# Work request
The records that follow must be repeated verbatim, every one of them.

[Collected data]
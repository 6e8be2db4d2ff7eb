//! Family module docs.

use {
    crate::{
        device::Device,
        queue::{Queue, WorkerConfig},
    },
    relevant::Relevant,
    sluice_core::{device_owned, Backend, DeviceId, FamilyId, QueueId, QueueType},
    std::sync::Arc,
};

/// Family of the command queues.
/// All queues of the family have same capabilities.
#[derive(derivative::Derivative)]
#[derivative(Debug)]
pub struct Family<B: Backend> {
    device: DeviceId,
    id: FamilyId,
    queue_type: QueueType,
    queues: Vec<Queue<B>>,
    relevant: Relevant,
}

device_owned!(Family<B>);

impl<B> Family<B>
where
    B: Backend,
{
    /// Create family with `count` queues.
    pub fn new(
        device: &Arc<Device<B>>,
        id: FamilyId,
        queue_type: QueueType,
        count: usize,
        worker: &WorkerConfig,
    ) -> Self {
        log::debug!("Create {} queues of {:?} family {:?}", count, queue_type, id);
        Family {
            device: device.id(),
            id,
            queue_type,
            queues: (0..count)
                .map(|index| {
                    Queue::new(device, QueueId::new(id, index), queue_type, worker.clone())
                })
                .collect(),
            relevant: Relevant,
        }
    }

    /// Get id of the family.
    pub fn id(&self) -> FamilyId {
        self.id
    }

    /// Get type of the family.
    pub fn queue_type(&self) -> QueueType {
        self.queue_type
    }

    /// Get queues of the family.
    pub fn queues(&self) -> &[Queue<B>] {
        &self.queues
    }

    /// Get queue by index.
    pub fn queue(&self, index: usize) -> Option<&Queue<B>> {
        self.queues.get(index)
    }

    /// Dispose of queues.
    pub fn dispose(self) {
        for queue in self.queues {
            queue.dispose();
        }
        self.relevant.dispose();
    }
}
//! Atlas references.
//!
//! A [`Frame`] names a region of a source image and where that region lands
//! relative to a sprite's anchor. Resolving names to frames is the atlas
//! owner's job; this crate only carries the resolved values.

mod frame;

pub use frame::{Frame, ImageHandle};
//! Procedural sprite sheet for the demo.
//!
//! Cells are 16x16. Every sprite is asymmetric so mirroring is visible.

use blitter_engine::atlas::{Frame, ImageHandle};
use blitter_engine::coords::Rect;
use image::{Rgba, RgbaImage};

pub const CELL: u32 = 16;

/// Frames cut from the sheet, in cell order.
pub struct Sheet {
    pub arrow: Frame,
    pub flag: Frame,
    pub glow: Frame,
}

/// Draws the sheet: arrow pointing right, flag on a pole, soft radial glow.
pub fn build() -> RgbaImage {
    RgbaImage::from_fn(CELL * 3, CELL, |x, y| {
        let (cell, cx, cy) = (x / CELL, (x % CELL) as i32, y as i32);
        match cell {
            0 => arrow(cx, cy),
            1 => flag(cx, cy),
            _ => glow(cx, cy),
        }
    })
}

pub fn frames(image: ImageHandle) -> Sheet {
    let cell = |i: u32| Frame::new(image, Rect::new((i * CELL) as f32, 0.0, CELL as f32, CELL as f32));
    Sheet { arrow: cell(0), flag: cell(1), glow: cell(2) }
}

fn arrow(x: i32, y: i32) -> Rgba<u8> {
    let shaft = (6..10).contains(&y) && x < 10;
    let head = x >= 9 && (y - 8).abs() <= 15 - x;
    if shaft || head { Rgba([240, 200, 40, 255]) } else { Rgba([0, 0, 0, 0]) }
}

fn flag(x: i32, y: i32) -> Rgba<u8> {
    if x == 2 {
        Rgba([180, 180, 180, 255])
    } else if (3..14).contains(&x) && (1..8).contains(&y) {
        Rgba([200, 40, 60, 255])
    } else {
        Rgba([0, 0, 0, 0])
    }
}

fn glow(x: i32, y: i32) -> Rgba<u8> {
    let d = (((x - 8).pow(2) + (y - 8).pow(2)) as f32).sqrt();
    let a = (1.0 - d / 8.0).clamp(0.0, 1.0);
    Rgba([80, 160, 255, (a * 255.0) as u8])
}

# Written solution
repository 6e8be2db4d2ff7eb
//! Family module docs.

use {
    crate::{
        device::Device,
        queue::{Queue, WorkerConfig},
    },
    relevant::Relevant,
    sluice_core::{device_owned, Backend, DeviceId, FamilyId, QueueId, QueueType},
    std::sync::Arc,
};

/// Family of the command queues.
/// All queues of the family have same capabilities.
#[derive(derivative::Derivative)]
#[derivative(Debug)]
pub struct Family<B: Backend> {
    device: DeviceId,
    id: FamilyId,
    queue_type: QueueType,
    queues: Vec<Queue<B>>,
    relevant: Relevant,
}

device_owned!(Family<B>);

impl<B> Family<B>
where
    B: Backend,
{
    /// Create family with `count` queues.
    pub fn new(
        device: &Arc<Device<B>>,
        id: FamilyId,
        queue_type: QueueType,
        count: usize,
        worker: &WorkerConfig,
    ) -> Self {
        log::debug!("Create {} queues of {:?} family {:?}", count, queue_type, id);
        Family {
            device: device.id(),
            id,
            queue_type,
            queues: (0..count)
                .map(|index| {
                    Queue::new(device, QueueId::new(id, index), queue_type, worker.clone())
                })
                .collect(),
            relevant: Relevant,
        }
    }

    /// Get id of the family.
    pub fn id(&self) -> FamilyId {
        self.id
    }

    /// Get type of the family.
    pub fn queue_type(&self) -> QueueType {
        self.queue_type
    }

    /// Get queues of the family.
    pub fn queues(&self) -> &[Queue<B>] {
        &self.queues
    }

    /// Get queue by index.
    pub fn queue(&self, index: usize) -> Option<&Queue<B>> {
        self.queues.get(index)
    }

    /// Dispose of queues.
    pub fn dispose(self) {
        for queue in self.queues {
            queue.dispose();
        }
        self.relevant.dispose();
    }
}
//! Atlas references.
//!
//! A [`Frame`] names a region of a source image and where that region lands
//! relative to a sprite's anchor. Resolving names to frames is the atlas
//! owner's job; this crate only carries the resolved values.

mod frame;

pub use frame::{Frame, ImageHandle};
//! Procedural sprite sheet for the demo.
//!
//! Cells are 16x16. Every sprite is asymmetric so mirroring is visible.

use blitter_engine::atlas::{Frame, ImageHandle};
use blitter_engine::coords::Rect;
use image::{Rgba, RgbaImage};

pub const CELL: u32 = 16;

/// Frames cut from the sheet, in cell order.
pub struct Sheet {
    pub arrow: Frame,
    pub flag: Frame,
    pub glow: Frame,
}

/// Draws the sheet: arrow pointing right, flag on a pole, soft radial glow.
pub fn build() -> RgbaImage {
    RgbaImage::from_fn(CELL * 3, CELL, |x, y| {
        let (cell, cx, cy) = (x / CELL, (x % CELL) as i32, y as i32);
        match cell {
            0 => arrow(cx, cy),
            1 => flag(cx, cy),
            _ => glow(cx, cy),
        }
    })
}

pub fn frames(image: ImageHandle) -> Sheet {
    let cell = |i: u32| Frame::new(image, Rect::new((i * CELL) as f32, 0.0, CELL as f32, CELL as f32));
    Sheet { arrow: cell(0), flag: cell(1), glow: cell(2) }
}

fn arrow(x: i32, y: i32) -> Rgba<u8> {
    let shaft = (6..10).contains(&y) && x < 10;
    let head = x >= 9 && (y - 8).abs() <= 15 - x;
    if shaft || head { Rgba([240, 200, 40, 255]) } else { Rgba([0, 0, 0, 0]) }
}

fn flag(x: i32, y: i32) -> Rgba<u8> {
    if x == 2 {
        Rgba([180, 180, 180, 255])
    } else if (3..14).contains(&x) && (1..8).contains(&y) {
        Rgba([200, 40, 60, 255])
    } else {
        Rgba([0, 0, 0, 0])
    }
}

fn glow(x: i32, y: i32) -> Rgba<u8> {
    let d = (((x - 8).pow(2) + (y - 8).pow(2)) as f32).sqrt();
    let a = (1.0 - d / 8.0).clamp(0.0, 1.0);
    Rgba([80, 160, 255, (a * 255.0) as u8])
}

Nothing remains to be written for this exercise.